A Deeside nursing home has been in court after an elderly woman suffered serious burns when she was lowered into a bath of scalding hot water.

What happened?

Beatrice ‘Betty’ Morgan, who was unable to walk, was lowered into a bath using a hoist at Greencroft Nursing Home in 2012.

She cried out as soon as she touched the water and, although she was quickly lifted out, she suffered nine per cent burns and was rushed to hospital.

She died of complications caused by her burns soon after.

An investigation into the incident found that the care home had not put satisfactory measures in place to ensure that the hot water was controlled.

Though mixing valves had been fitted to the baths, they were not properly maintained and were not of the right standard required in nursing homes.

Additionally, members of staff were required to check the water temperature using a thermometer before patients were lowered into baths, but the firm’s management made no checks to ensure this was happening.

What was the outcome

Greencroft Care Ltd was fined £5,000 after pleading guilty to breaching the Health and Safety at Work Act 1974.

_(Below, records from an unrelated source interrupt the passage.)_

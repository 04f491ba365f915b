//! Delivery strategies: the final handoff of the produced document to the
//! user's environment.
//!
//! ## Why a trait instead of environment sniffing?
//!
//! The two real-world delivery paths need fundamentally different handling:
//! hosts with a dependable save path get a persistent file; constrained
//! hosts (mobile web views and friends) mishandle direct saves and must be
//! navigated to the artifact instead, with the file held alive just long
//! enough for the host to pick it up. Which path applies is a property of
//! the host, so the host adapter picks the strategy and injects it at
//! manager construction — the pipeline itself stays platform-agnostic and
//! testable without any real host.

use crate::error::DeliveryError;
use std::path::{Path, PathBuf};
use std::time::Duration;
use tempfile::{NamedTempFile, TempPath};
use tracing::{debug, info};

/// Where the delivery strategy put the document.
#[derive(Debug, Clone)]
pub enum Delivered {
    /// Persistently saved; the file belongs to the user now.
    Saved { path: PathBuf },
    /// Handed to the host viewer via a transient file that will be
    /// released after the grace period.
    Opened { path: PathBuf },
}

impl Delivered {
    /// Path of the delivered artifact.
    pub fn path(&self) -> &Path {
        match self {
            Delivered::Saved { path } | Delivered::Opened { path } => path,
        }
    }
}

/// Keeps a transient artifact alive until the host had a chance to read it.
///
/// Dropping the guard deletes the file. The manager holds it for the
/// strategy's grace period, so release is always eventual and bounded.
#[derive(Debug)]
pub struct ReleaseGuard {
    _temp: TempPath,
}

/// Outcome of one delivery attempt.
#[derive(Debug)]
pub struct Receipt {
    pub delivered: Delivered,
    /// Present for transient artifacts; `None` for persistent saves.
    pub release: Option<(ReleaseGuard, Duration)>,
}

/// A way to hand the finished document to the user. Exactly one delivery
/// attempt is made per completed job.
pub trait DeliveryStrategy: Send + Sync {
    fn deliver(&self, document: Vec<u8>, file_name: &str) -> Result<Receipt, DeliveryError>;
}

/// Persistent save into a target directory (the desktop download path).
///
/// Writes atomically — temp file in the same directory, then rename — so a
/// crash mid-write never leaves a truncated PDF with the final name.
pub struct StandardDownload {
    dir: PathBuf,
}

impl StandardDownload {
    pub fn new(dir: impl Into<PathBuf>) -> Self {
        Self { dir: dir.into() }
    }
}

impl DeliveryStrategy for StandardDownload {
    fn deliver(&self, document: Vec<u8>, file_name: &str) -> Result<Receipt, DeliveryError> {
        let path = self.dir.join(file_name);
        let io_err = |source| DeliveryError::Io {
            path: path.clone(),
            source,
        };

        std::fs::create_dir_all(&self.dir).map_err(io_err)?;

        let tmp = NamedTempFile::new_in(&self.dir).map_err(io_err)?;
        std::fs::write(tmp.path(), &document).map_err(io_err)?;
        tmp.persist(&path).map_err(|e| io_err(e.error))?;

        info!("Saved {} bytes to {}", document.len(), path.display());
        Ok(Receipt {
            delivered: Delivered::Saved { path },
            release: None,
        })
    }
}

/// Transient handoff for hosts that cannot save directly: write a temp
/// file, ask the host to open it, keep it alive for a grace period.
///
/// The opener returns `false` when the host refused (the popup-blocker
/// case); that surfaces as [`DeliveryError::Blocked`] with an instruction
/// the caller can show the user.
pub struct OpenInViewer {
    opener: Box<dyn Fn(&Path) -> bool + Send + Sync>,
    grace: Duration,
}

impl OpenInViewer {
    pub fn new(opener: impl Fn(&Path) -> bool + Send + Sync + 'static) -> Self {
        Self {
            opener: Box::new(opener),
            grace: Duration::from_secs(60),
        }
    }

    /// Override how long the transient file outlives the handoff.
    pub fn with_grace(mut self, grace: Duration) -> Self {
        self.grace = grace;
        self
    }
}

impl DeliveryStrategy for OpenInViewer {
    fn deliver(&self, document: Vec<u8>, file_name: &str) -> Result<Receipt, DeliveryError> {
        let tmp = NamedTempFile::with_suffix(".pdf").map_err(|e| DeliveryError::Io {
            path: PathBuf::from(file_name),
            source: e,
        })?;
        std::fs::write(tmp.path(), &document).map_err(|e| DeliveryError::Io {
            path: tmp.path().to_path_buf(),
            source: e,
        })?;

        let temp_path = tmp.into_temp_path();
        let path = temp_path.to_path_buf();

        if !(self.opener)(&path) {
            // The temp file is dropped (deleted) right here; there is
            // nothing for the user to fish out of a dead handoff.
            return Err(DeliveryError::Blocked {
                hint: format!("the viewer refused to open '{file_name}'; save the file manually"),
            });
        }

        debug!(
            "Opened {} in viewer; releasing in {:?}",
            path.display(),
            self.grace
        );
        Ok(Receipt {
            delivered: Delivered::Opened { path },
            release: Some((ReleaseGuard { _temp: temp_path }, self.grace)),
        })
    }
}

However, the judge at the hearing said that had the company not been in liquidation, the fine would have been at least £100,000.

HSE Inspector Katharine Walker, said:

“This tragic incident could easily have been avoided if Greencroft
had observed the readily available guidance on bathing
vulnerable people. The company fell well
short of the desired standards.

“Miss Morgan suffered a great deal of unnecessary pain before her death.
Nursing homes and other organisations caring for vulnerable people
must make sure they fit and maintain the right kind of mixer
on hot bath taps and properly supervise their staff.”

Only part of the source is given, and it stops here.